Tag Archives: hillson tse

News for Noobs

We here at Sexy R Us Confidential have been looking for a third editor to spice things up, give us neck rubs when needed, and lighten our loads a bit so we don’t fail out of university.

We’re pleased to announce a VFM marriage of sorts, with the addition of our new editor, AMS Gossip Guy himself.

GG will post more on himself at a later date.

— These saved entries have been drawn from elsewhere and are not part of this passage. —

//! Error types for the library

use std::io;

pub type Result<T> = core::result::Result<T, Error>;

#[derive(Debug, thiserror::Error)]
pub enum Error {
    #[error("post {0} not found")]
    NotFound(u64),

    #[error("{field} is {len} characters long, at most {max} allowed")]
    FieldTooLong {
        field: &'static str,
        max: usize,
        len: usize,
    },

    #[error("{field} must not be empty")]
    FieldRequired { field: &'static str },

    #[error("unsupported store version {found}, expected {expected}")]
    StoreVersion { found: u32, expected: u32 },

    #[error("invalid configuration: {0}")]
    InvalidConfig(String),

    #[error(transparent)]
    Io(#[from] io::Error),

    #[error(transparent)]
    Json(#[from] serde_json::Error),

    #[error(transparent)]
    Yaml(#[from] serde_yaml::Error),
}
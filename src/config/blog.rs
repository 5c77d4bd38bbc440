//! Blog configuration (blog.yml)

use serde::{Deserialize, Serialize};
use std::fs;
use std::path::Path;

use crate::error::{Error, Result};

/// Default number of characters kept when an excerpt is generated on save
pub const DEFAULT_EXCERPT_LENGTH: usize = 54;

/// Largest excerpt the post schema accepts
pub const EXCERPT_MAX_LENGTH: usize = 200;

/// Main blog configuration
#[derive(Debug, Clone, Serialize, Deserialize)]
#[serde(default)]
pub struct BlogConfig {
    pub title: String,

    /// Directory holding the post store, relative to the base directory
    pub data_dir: String,

    #[serde(default)]
    pub markdown: MarkdownConfig,
}

impl Default for BlogConfig {
    fn default() -> Self {
        Self {
            title: "Blog".to_string(),
            data_dir: "data".to_string(),
            markdown: MarkdownConfig::default(),
        }
    }
}

impl BlogConfig {
    /// Load configuration from a file
    pub fn load<P: AsRef<Path>>(path: P) -> Result<Self> {
        let content = fs::read_to_string(path.as_ref())?;
        let config: BlogConfig = serde_yaml::from_str(&content)?;
        config.validate()?;
        tracing::debug!("Loaded config from {:?}", path.as_ref());
        Ok(config)
    }

    /// Check the values serde cannot express as types
    pub fn validate(&self) -> Result<()> {
        let length = self.markdown.excerpt_length;
        if length == 0 || length > EXCERPT_MAX_LENGTH {
            return Err(Error::InvalidConfig(format!(
                "markdown.excerpt_length must be between 1 and {}, got {}",
                EXCERPT_MAX_LENGTH, length
            )));
        }

        let depth = self.markdown.toc.depth;
        if !(1..=6).contains(&depth) {
            return Err(Error::InvalidConfig(format!(
                "markdown.toc.depth must be between 1 and 6, got {}",
                depth
            )));
        }

        if self.markdown.toc.marker.trim().is_empty() {
            return Err(Error::InvalidConfig(
                "markdown.toc.marker must not be blank".to_string(),
            ));
        }

        Ok(())
    }
}

/// Markdown rendering configuration
#[derive(Debug, Clone, Serialize, Deserialize)]
#[serde(default)]
pub struct MarkdownConfig {
    pub excerpt_length: usize,
    #[serde(default)]
    pub highlight: HighlightConfig,
    #[serde(default)]
    pub toc: TocConfig,
}

impl Default for MarkdownConfig {
    fn default() -> Self {
        Self {
            excerpt_length: DEFAULT_EXCERPT_LENGTH,
            highlight: HighlightConfig::default(),
            toc: TocConfig::default(),
        }
    }
}

/// How highlighted code carries its colors
#[derive(Debug, Clone, Copy, PartialEq, Eq, Serialize, Deserialize)]
#[serde(rename_all = "lowercase")]
pub enum HighlightStyle {
    /// Scope names as CSS classes, colored by an external stylesheet
    Classed,
    /// Theme colors written into `style` attributes
    Inline,
}

/// Code highlighting configuration
#[derive(Debug, Clone, Serialize, Deserialize)]
#[serde(default)]
pub struct HighlightConfig {
    pub style: HighlightStyle,
    pub theme: String,
    pub css_class: String,
    pub line_number: bool,
}

impl Default for HighlightConfig {
    fn default() -> Self {
        Self {
            style: HighlightStyle::Classed,
            theme: "base16-ocean.dark".to_string(),
            css_class: "codehilite".to_string(),
            line_number: false,
        }
    }
}

/// Table of contents configuration
#[derive(Debug, Clone, Serialize, Deserialize)]
#[serde(default)]
pub struct TocConfig {
    /// Paragraph text replaced by the rendered TOC
    pub marker: String,
    /// Deepest heading level listed in the TOC
    pub depth: u8,
}

impl Default for TocConfig {
    fn default() -> Self {
        Self {
            marker: "[TOC]".to_string(),
            depth: 6,
        }
    }
}
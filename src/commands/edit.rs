//! Replace the body of an existing post

use anyhow::{Context, Result};
use std::fs;
use std::path::Path;

use crate::Blog;

/// Load a post, swap in a new body and save it
///
/// The stored excerpt is kept as it is.
pub fn run(blog: &Blog, id: u64, body: &Path) -> Result<()> {
    let markdown =
        fs::read_to_string(body).with_context(|| format!("Failed to read {:?}", body))?;

    let renderer = blog.renderer();
    let mut store = blog.store()?;
    let mut post = store.get(id)?;
    post.body = markdown;
    store.save(&mut post, &renderer)?;

    println!("Updated post {}: {}", post.id, post.title);
    Ok(())
}

#[cfg(test)]
mod tests {
    use super::*;
    use crate::content::{Category, Post};

    #[test]
    fn test_edit_keeps_excerpt() {
        let dir = tempfile::tempdir().unwrap();
        let blog = Blog::new(dir.path()).unwrap();
        let renderer = blog.renderer();

        let mut store = blog.store().unwrap();
        let mut post = Post::new("Post", "Old body", Category::new("c"), "a");
        let id = store.save(&mut post, &renderer).unwrap();

        let body = dir.path().join("new.md");
        fs::write(&body, "## New body").unwrap();
        run(&blog, id, &body).unwrap();

        let post = blog.store().unwrap().get(id).unwrap();
        assert_eq!(post.body, "## New body");
        assert_eq!(post.excerpt, "Old body\n");
        assert!(post.toc(&renderer).contains("#new-body"));
    }

    #[test]
    fn test_edit_missing_post() {
        let dir = tempfile::tempdir().unwrap();
        let blog = Blog::new(dir.path()).unwrap();
        let body = dir.path().join("new.md");
        fs::write(&body, "x").unwrap();
        assert!(run(&blog, 7, &body).is_err());
    }
}
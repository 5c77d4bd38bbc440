//! CLI entry point for blog-rs

use anyhow::{Context, Result};
use clap::{Parser, Subcommand};
use std::path::PathBuf;
use tracing_subscriber::{layer::SubscriberExt, util::SubscriberInitExt};

use blog_rs::commands;

#[derive(Parser)]
#[command(name = "blog-rs")]
#[command(version)]
#[command(about = "Blog posts with Markdown rendering, excerpts and a table of contents", long_about = None)]
struct Cli {
    /// Set the base directory (defaults to current directory)
    #[arg(short, long, global = true)]
    cwd: Option<PathBuf>,

    /// Enable debug output
    #[arg(short, long, global = true)]
    debug: bool,

    #[command(subcommand)]
    command: Commands,
}

#[derive(Subcommand)]
enum Commands {
    /// Render a markdown file
    Render {
        /// Markdown file to render
        file: PathBuf,

        /// Print the table of contents
        #[arg(long)]
        toc: bool,

        /// Print the plain text excerpt
        #[arg(long, conflicts_with = "toc")]
        excerpt: bool,

        /// Excerpt length in characters
        #[arg(long, requires = "excerpt")]
        length: Option<usize>,
    },

    /// Create a new post
    New {
        /// Title of the new post
        title: String,

        /// Markdown file holding the body
        #[arg(short, long)]
        body: PathBuf,

        /// Category of the post
        #[arg(long)]
        category: String,

        /// Author of the post
        #[arg(short, long)]
        author: String,

        /// Tags, repeat for more than one
        #[arg(short, long = "tag")]
        tags: Vec<String>,
    },

    /// Replace the body of a post
    Edit {
        /// Post id
        id: u64,

        /// Markdown file holding the new body
        #[arg(short, long)]
        body: PathBuf,
    },

    /// Show a rendered post
    Show {
        /// Post id
        id: u64,

        /// Also print the table of contents
        #[arg(long)]
        toc: bool,
    },

    /// Count a view of a post
    View {
        /// Post id
        id: u64,
    },

    /// List blog information
    List {
        /// Type of content to list (post, tag, category)
        #[arg(default_value = "post")]
        r#type: String,
    },

    /// Print the stylesheet for highlighted code
    Css,

    /// Display version information
    Version,
}

fn main() -> Result<()> {
    let cli = Cli::parse();

    // Initialize logging
    let filter = if cli.debug {
        "blog_rs=debug,info"
    } else {
        "blog_rs=info"
    };

    tracing_subscriber::registry()
        .with(
            tracing_subscriber::EnvFilter::try_from_default_env().unwrap_or_else(|_| filter.into()),
        )
        .with(tracing_subscriber::fmt::layer().with_writer(std::io::stderr))
        .init();

    // Determine base directory
    let base_dir = match cli.cwd {
        Some(dir) => dir,
        None => std::env::current_dir().context("Failed to read current directory")?,
    };

    if let Commands::Version = cli.command {
        println!("blog-rs version {}", env!("CARGO_PKG_VERSION"));
        return Ok(());
    }

    let blog = blog_rs::Blog::new(&base_dir)
        .with_context(|| format!("Failed to open blog in {:?}", base_dir))?;

    match cli.command {
        Commands::Render {
            file,
            toc,
            excerpt,
            length,
        } => {
            let options = commands::render::RenderOptions {
                toc,
                excerpt,
                length,
            };
            commands::render::run(&blog, &file, options)?;
        }

        Commands::New {
            title,
            body,
            category,
            author,
            tags,
        } => {
            tracing::info!("Creating new post with title: {}", title);
            commands::new::create_post(
                &blog,
                &commands::new::NewPost {
                    title: &title,
                    body: &body,
                    category: &category,
                    author: &author,
                    tags: &tags,
                },
            )?;
        }

        Commands::Edit { id, body } => {
            commands::edit::run(&blog, id, &body)?;
        }

        Commands::Show { id, toc } => {
            commands::show::run(&blog, id, toc)?;
        }

        Commands::View { id } => {
            commands::view::run(&blog, id)?;
        }

        Commands::List { r#type } => {
            commands::list::run(&blog, &r#type)?;
        }

        Commands::Css => {
            commands::css::run(&blog)?;
        }

        Commands::Version => {}
    }

    Ok(())
}
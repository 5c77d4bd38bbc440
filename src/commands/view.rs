//! Count a view of a post

use anyhow::Result;

use crate::Blog;

/// Increase a post's view counter
pub fn run(blog: &Blog, id: u64) -> Result<()> {
    let views = blog.store()?.increase_views(id)?;
    println!("Post {} has {} views", id, views);
    Ok(())
}
//! HTML helper functions

/// Escape HTML special characters
pub fn html_escape(s: &str) -> String {
    s.replace('&', "&amp;")
        .replace('<', "&lt;")
        .replace('>', "&gt;")
        .replace('"', "&quot;")
        .replace('\'', "&#39;")
}

/// Strip HTML tags from a string
///
/// Entities are left as they are; only the markup between `<` and `>` is dropped.
pub fn strip_html(s: &str) -> String {
    let mut result = String::with_capacity(s.len());
    let mut in_tag = false;

    for c in s.chars() {
        match c {
            '<' => in_tag = true,
            '>' if in_tag => in_tag = false,
            _ if !in_tag => result.push(c),
            _ => {}
        }
    }

    result
}

/// Keep at most `length` characters of a string
///
/// Counts Unicode scalar values, not bytes, and does not look for word boundaries.
///
/// # Examples
/// ```
/// use blog_rs::helpers::truncate_chars;
///
/// assert_eq!(truncate_chars("Hello World", 7), "Hello W");
/// assert_eq!(truncate_chars("你好世界", 2), "你好");
/// ```
pub fn truncate_chars(s: &str, length: usize) -> String {
    match s.char_indices().nth(length) {
        Some((idx, _)) => s[..idx].to_string(),
        None => s.to_string(),
    }
}
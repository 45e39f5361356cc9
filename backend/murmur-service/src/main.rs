use actix_cors::Cors;
use actix_web::{web, App, HttpServer};
use anyhow::Context;
use murmur_service::{handlers, AppState, Config};
use tracing_subscriber::{layer::SubscriberExt, util::SubscriberInitExt, EnvFilter};

fn init_tracing() {
    let filter =
        EnvFilter::try_from_default_env().unwrap_or_else(|_| "info,actix_web=info".into());
    let json = std::env::var("LOG_FORMAT")
        .map(|v| v.eq_ignore_ascii_case("json"))
        .unwrap_or(false);

    let registry = tracing_subscriber::registry().with(filter);
    if json {
        registry.with(tracing_subscriber::fmt::layer().json()).init();
    } else {
        registry.with(tracing_subscriber::fmt::layer()).init();
    }
}

fn build_cors(allowed_origins: &str) -> Cors {
    let mut cors = Cors::default();
    for origin in allowed_origins.split(',') {
        let origin = origin.trim();
        if origin.is_empty() {
            continue;
        }
        if origin == "*" {
            cors = cors.allow_any_origin();
        } else {
            cors = cors.allowed_origin(origin);
        }
    }
    cors.allow_any_method().allow_any_header().max_age(3600)
}

#[actix_web::main]
async fn main() -> anyhow::Result<()> {
    // .env is optional
    let _ = dotenvy::dotenv();
    init_tracing();

    let config = match Config::from_env() {
        Ok(cfg) => cfg,
        Err(e) => {
            tracing::error!("Configuration loading failed: {:#}", e);
            eprintln!("ERROR: Failed to load configuration: {e:#}");
            std::process::exit(1);
        }
    };

    tracing::info!("Starting murmur-service v{}", env!("CARGO_PKG_VERSION"));
    tracing::info!(
        production = config.is_production(),
        "Environment: {}",
        config.app.env
    );

    let state = AppState::open(&config)
        .await
        .context("failed to open storage")?;
    let state = web::Data::new(state);

    let bind_address = config.bind_address();
    let allowed_origins = config.cors.allowed_origins.clone();
    tracing::info!("Starting HTTP server at {}", bind_address);

    HttpServer::new(move || {
        App::new()
            .app_data(state.clone())
            .wrap(build_cors(&allowed_origins))
            .wrap(tracing_actix_web::TracingLogger::default())
            .configure(handlers::configure)
    })
    .bind(&bind_address)
    .with_context(|| format!("failed to bind {bind_address}"))?
    .run()
    .await
    .context("HTTP server terminated with an error")?;

    tracing::info!("murmur-service stopped");
    Ok(())
}
//! # Record Store
//!
//! Per-entity document store shared by Murmur repositories.
//!
//! Each [`RecordStore`] owns one homogeneous collection of JSON records
//! persisted through an injected [`Backend`]. Every operation loads the whole
//! collection; every mutation rewrites it. The store is intentionally small:
//! no indexes, no schema enforcement, no uniqueness guarantees.
//!
//! ## Concurrency
//!
//! Mutations on one collection run inside an exclusive scope
//! (`tokio::sync::Mutex`), so concurrent read-modify-write cycles inside a
//! process are serialised rather than silently overwriting each other.
//! [`RecordStore::mutate`] exposes that scope for multi-record changes that
//! must land in a single write.
//!
//! ## Modules
//! - `backend`: JSON file and in-memory persistence
//! - `error`: store error taxonomy
//! - `store`: the [`RecordStore`] handle and the [`Record`] trait
pub mod backend;
pub mod error;
pub mod store;

pub use backend::{Backend, JsonFileBackend, MemoryBackend};
pub use error::{StoreError, StoreResult};
pub use store::{Record, RecordStore};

Hillson, we still love you.

On to some sad, sad news.

Unfortunately, glitter extremist and twittebrity Taylor will be leaving Confidential until constituency elections are over. She has joined forces with Chairman Naylor as part of the AUS Elections Committee and wicked awesome ubcvotes.ca team…it’s pretty hard to compete with that sexy Chairman, especially now with his dashing new smile. Oh, and his deep pockets.

Now on to some happy, happy news.

VFM IS BACK! Or, so says this tweet. We’re stoked to have you all voting for us again & again & again and promise to bring you some delicious content on everything scandalous in AUS, EUS, HKUS, and SUS elections!! Check our events page for all the events and remember to follow our Twitter.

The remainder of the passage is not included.